* **Task directions**
Determine the number of lines in the data below that hold "warn"; give nothing but that number.

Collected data
┄┄┄┄┄┄┄┄┄┄
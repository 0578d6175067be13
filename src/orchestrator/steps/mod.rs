//! Step handlers and the step table
//!
//! Every wizard step is one [`StepHandler`]. The sequencer walks the table
//! returned by [`step_table`]; each entry carries the handler, the anchor
//! that proves the portal is on that step, and whether a failure gets a
//! vision-assisted recovery attempt.

pub mod adaptive;
pub mod deterministic;

use async_trait::async_trait;
use std::path::PathBuf;
use std::time::{Duration, Instant};
use tracing::{debug, warn};

use super::action::ActionExecutor;
use super::stability::{GateOutcome, StabilityGate};
use super::vision::{StepAnalyzer, VisionAnalysis};
use crate::browser::{BrowserError, ElementRef, PortalPage};
use crate::core::{OrchestratorConfig, PortalError, Step, StepResult, SubmissionRequest, SubmissionState, TimingPolicy};
use crate::logging::SystemLogger;

/// Accessible name of the portal's wizard advance button
pub const CONTINUE: &str = "Continue Application";

/// What must be on screen before a step's handler acts
#[derive(Debug, Clone, PartialEq)]
pub enum Anchor {
    /// Case-insensitive substring of the page text
    Text(String),
    Control(ElementRef),
}

impl Anchor {
    pub fn text(s: &str) -> Self {
        Anchor::Text(s.into())
    }

    fn describe(&self) -> String {
        match self {
            Anchor::Text(t) => format!("text \"{}\"", t),
            Anchor::Control(r) => r.to_string(),
        }
    }
}

#[async_trait]
pub trait StepHandler: Send + Sync {
    fn step(&self) -> Step;

    /// Control pressed to leave the step
    fn advance_control(&self) -> Option<ElementRef> {
        Some(ElementRef::button(CONTINUE))
    }

    async fn run(&self, ctx: &mut StepContext<'_>) -> Result<StepResult, PortalError>;
}

/// One row of the step table
pub struct StepSpec {
    pub step: Step,
    pub handler: Box<dyn StepHandler>,
    pub anchor: Option<Anchor>,
    pub recovery_enabled: bool,
}

impl StepSpec {
    fn new(handler: Box<dyn StepHandler>, anchor: Option<Anchor>, recovery_enabled: bool) -> Self {
        Self { step: handler.step(), handler, anchor, recovery_enabled }
    }

    /// Verify the anchor, then run the handler
    pub async fn execute(&self, ctx: &mut StepContext<'_>) -> Result<StepResult, PortalError> {
        if let Some(anchor) = &self.anchor {
            ctx.wait_anchor(self.step, anchor).await?;
        }
        self.handler.run(ctx).await
    }
}

/// The fixed wizard, in portal order
pub fn step_table() -> Vec<StepSpec> {
    use adaptive::{Documents, PostPayment, ReviewSubmit, WorkItems};
    use deterministic::{Address, Applicant, Contractor, Equipment, PermitType, ProjectScope, StartApplication};

    vec![
        StepSpec::new(Box::new(StartApplication), None, true),
        StepSpec::new(Box::new(PermitType), Some(Anchor::text("Select a Record Type")), true),
        StepSpec::new(Box::new(Address), Some(Anchor::text("Property Address")), true),
        StepSpec::new(Box::new(Contractor), Some(Anchor::text("Licensed Professional")), true),
        StepSpec::new(Box::new(Applicant), Some(Anchor::text("Applicant")), true),
        StepSpec::new(Box::new(ProjectScope), Some(Anchor::text("Project Description")), true),
        StepSpec::new(Box::new(Equipment), Some(Anchor::text("Equipment Information")), true),
        StepSpec::new(Box::new(WorkItems), Some(Anchor::text("Work Items")), false),
        StepSpec::new(Box::new(Documents), Some(Anchor::text("Documents")), false),
        StepSpec::new(Box::new(ReviewSubmit), Some(Anchor::text("Review")), false),
        StepSpec::new(Box::new(PostPayment), None, false),
    ]
}

/// Everything a handler may touch during one step
pub struct StepContext<'a> {
    pub page: &'a dyn PortalPage,
    pub config: &'a OrchestratorConfig,
    pub analyzer: &'a dyn StepAnalyzer,
    pub audit: &'a SystemLogger,
    pub request: &'a SubmissionRequest,
    pub state: &'a mut SubmissionState,
    pub analyses: &'a mut Vec<VisionAnalysis>,
}

impl<'a> StepContext<'a> {
    pub fn timing(&self) -> &'a TimingPolicy {
        let config: &'a OrchestratorConfig = self.config;
        &config.timing
    }

    pub fn executor(&self) -> ActionExecutor<'a> {
        ActionExecutor::new(self.page, self.timing())
    }

    pub fn gate(&self) -> StabilityGate<'a> {
        let config: &'a OrchestratorConfig = self.config;
        StabilityGate::new(self.page, &config.portal.busy_indicators, &config.timing.stability)
    }

    /// Stability gate, then one bounded sleep if the indicators never cleared
    pub async fn settle(&self) -> GateOutcome {
        let outcome = self.gate().settle().await;
        if !outcome.is_stable() {
            tokio::time::sleep(self.timing().fallback_sleep()).await;
        }
        outcome
    }

    pub fn threshold(&self) -> u8 {
        self.config.vision.min_confidence
    }

    pub async fn body_text(&self) -> Result<String, PortalError> {
        Ok(self.page.body_text().await?)
    }

    pub async fn goto(&self, url: &str) -> Result<(), PortalError> {
        self.page
            .goto(url, self.timing().navigation_timeout_ms)
            .await
            .map_err(|e| match e {
                BrowserError::NavigationTimeout(detail) => PortalError::NavigationTimeout { url: url.into(), detail },
                other => PortalError::Browser(other),
            })
    }

    /// Bounded wait for the step's anchor
    pub async fn anchor_present(&self, anchor: &Anchor) -> Result<bool, PortalError> {
        Ok(match anchor {
            Anchor::Text(text) => self.body_text().await?.to_lowercase().contains(&text.to_lowercase()),
            Anchor::Control(target) => self.executor().try_find(target).await?.is_some(),
        })
    }

    pub async fn wait_anchor(&self, step: Step, anchor: &Anchor) -> Result<(), PortalError> {
        let wait = self.timing().anchor_wait();
        let start = Instant::now();
        loop {
            if self.anchor_present(anchor).await? {
                debug!(step = %step, anchor = %anchor.describe(), "Anchor present");
                return Ok(());
            }
            if start.elapsed() >= wait {
                return Err(PortalError::StepVerificationFailed { step, expected: anchor.describe() });
            }
            tokio::time::sleep(self.timing().poll_interval()).await;
        }
    }

    /// Press the step's advance control and let the next page load
    pub async fn advance(&self, from: Step) -> Result<StepResult, PortalError> {
        self.executor().click(&ElementRef::button(CONTINUE)).await?;
        self.settle().await;
        Ok(StepResult::advance(from.next().unwrap_or(Step::Complete)))
    }

    /// Screenshot to the artifacts directory; best effort
    pub async fn capture(&mut self, label: &str) -> Option<Vec<u8>> {
        let png = match self.page.screenshot().await {
            Ok(png) => png,
            Err(e) => {
                warn!(label, "Screenshot failed: {}", e);
                return None;
            }
        };

        let seq = self.state.screenshots.len() + 1;
        let dir: PathBuf = self.config.storage.artifacts_dir.join(&self.state.submission_id);
        let path = dir.join(format!("{:02}-{}.png", seq, label));
        let written = match tokio::fs::create_dir_all(&dir).await {
            Ok(()) => tokio::fs::write(&path, &png).await,
            Err(e) => Err(e),
        };
        match written {
            Ok(()) => self.state.screenshots.push(path.display().to_string()),
            Err(e) => warn!(path = %path.display(), "Could not save screenshot: {}", e),
        }
        Some(png)
    }

    /// Screenshot plus vision analysis; recorded in the run's analyses
    pub async fn analyze(&mut self, step: Step, context: &str) -> VisionAnalysis {
        let label = format!("{}-analysis", step);
        let analysis = match self.capture(&label).await {
            Some(png) => self.analyzer.analyze_step(&png, step, self.request, context).await,
            None => VisionAnalysis::degraded(step, "no screenshot available"),
        };
        self.analyses.push(analysis.clone());
        analysis
    }

    /// Vision fallback shared by the adaptive steps: analyze, gate on
    /// confidence, then run the suggested fields
    pub async fn vision_fallback(&mut self, step: Step, context: &str) -> Result<VisionAnalysis, PortalError> {
        let analysis = self.analyze(step, context).await;
        let threshold = self.threshold();
        if !analysis.clears(threshold) {
            return Err(PortalError::LowConfidenceRecovery {
                step,
                confidence: analysis.confidence,
                threshold,
                cause: context.to_string(),
            });
        }
        let exec = self.executor();
        for field in &analysis.fields {
            exec.execute(field).await?;
        }
        if !analysis.fields.is_empty() {
            self.settle().await;
        }
        Ok(analysis)
    }

    /// Poll until `check` holds or `wait` passes
    pub async fn wait_until<F>(&self, wait: Duration, mut check: F) -> Result<bool, PortalError>
    where
        F: FnMut(&str) -> bool + Send,
    {
        let start = Instant::now();
        loop {
            if check(&self.body_text().await?) {
                return Ok(true);
            }
            if start.elapsed() >= wait {
                return Ok(false);
            }
            tokio::time::sleep(self.timing().poll_interval()).await;
        }
    }
}


#[cfg(test)]
mod tests {
    use super::test_support::Harness;
    use super::*;
    use crate::browser::fixture::{FixturePage, FixtureScreen};
    use crate::orchestrator::vision::StaticAnalyzer;

    #[test]
    fn test_table_follows_step_order() {
        let table = step_table();
        let steps: Vec<Step> = table.iter().map(|s| s.step).collect();
        let mut expected: Vec<Step> = Step::ORDER[..10].to_vec();
        expected.push(Step::PostPayment);
        assert_eq!(steps, expected);
        assert!(table.iter().take(7).all(|s| s.recovery_enabled));
        assert!(table.iter().skip(7).all(|s| !s.recovery_enabled));
    }

    #[tokio::test]
    async fn test_missing_anchor_is_verification_failure() {
        let page = FixturePage::new(vec![FixtureScreen::new("x", "https://portal.test/x", "Something else")]);
        let mut harness = Harness::new(StaticAnalyzer::disabled());
        let ctx = harness.ctx(&page);
        let err = ctx.wait_anchor(Step::Applicant, &Anchor::text("Applicant")).await.unwrap_err();
        assert!(matches!(err, PortalError::StepVerificationFailed { step: Step::Applicant, .. }));
    }

    #[tokio::test]
    async fn test_capture_writes_numbered_artifacts() {
        let page = FixturePage::new(vec![FixtureScreen::new("x", "https://portal.test/x", "Work Items")]);
        let mut harness = Harness::new(StaticAnalyzer::disabled());
        {
            let mut ctx = harness.ctx(&page);
            ctx.capture("failure").await.unwrap();
            let analysis = ctx.analyze(Step::WorkItems, "cost input").await;
            assert_eq!(analysis.confidence, 0);
        }
        assert_eq!(harness.state.screenshots.len(), 2);
        assert!(harness.state.screenshots[0].ends_with("01-failure.png"));
        assert!(harness.state.screenshots[1].ends_with("02-work_items-analysis.png"));
        assert!(std::path::Path::new(&harness.state.screenshots[1]).exists());
        assert_eq!(harness.analyses.len(), 1);
    }

    #[tokio::test]
    async fn test_capture_survives_unwritable_artifacts_dir() {
        let page = FixturePage::new(vec![FixtureScreen::new("x", "https://portal.test/x", "Work Items")]);
        let mut harness = Harness::new(StaticAnalyzer::disabled());
        // A plain file where the directory should be
        let blocker = harness.artifacts.path().join("not-a-dir");
        std::fs::write(&blocker, b"").unwrap();
        harness.config.storage.artifacts_dir = blocker;
        {
            let mut ctx = harness.ctx(&page);
            assert!(ctx.capture("failure").await.is_some());
        }
        assert!(harness.state.screenshots.is_empty());
    }
}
┄┄┄┄┄┄┄┄┄┄
* **Result**
3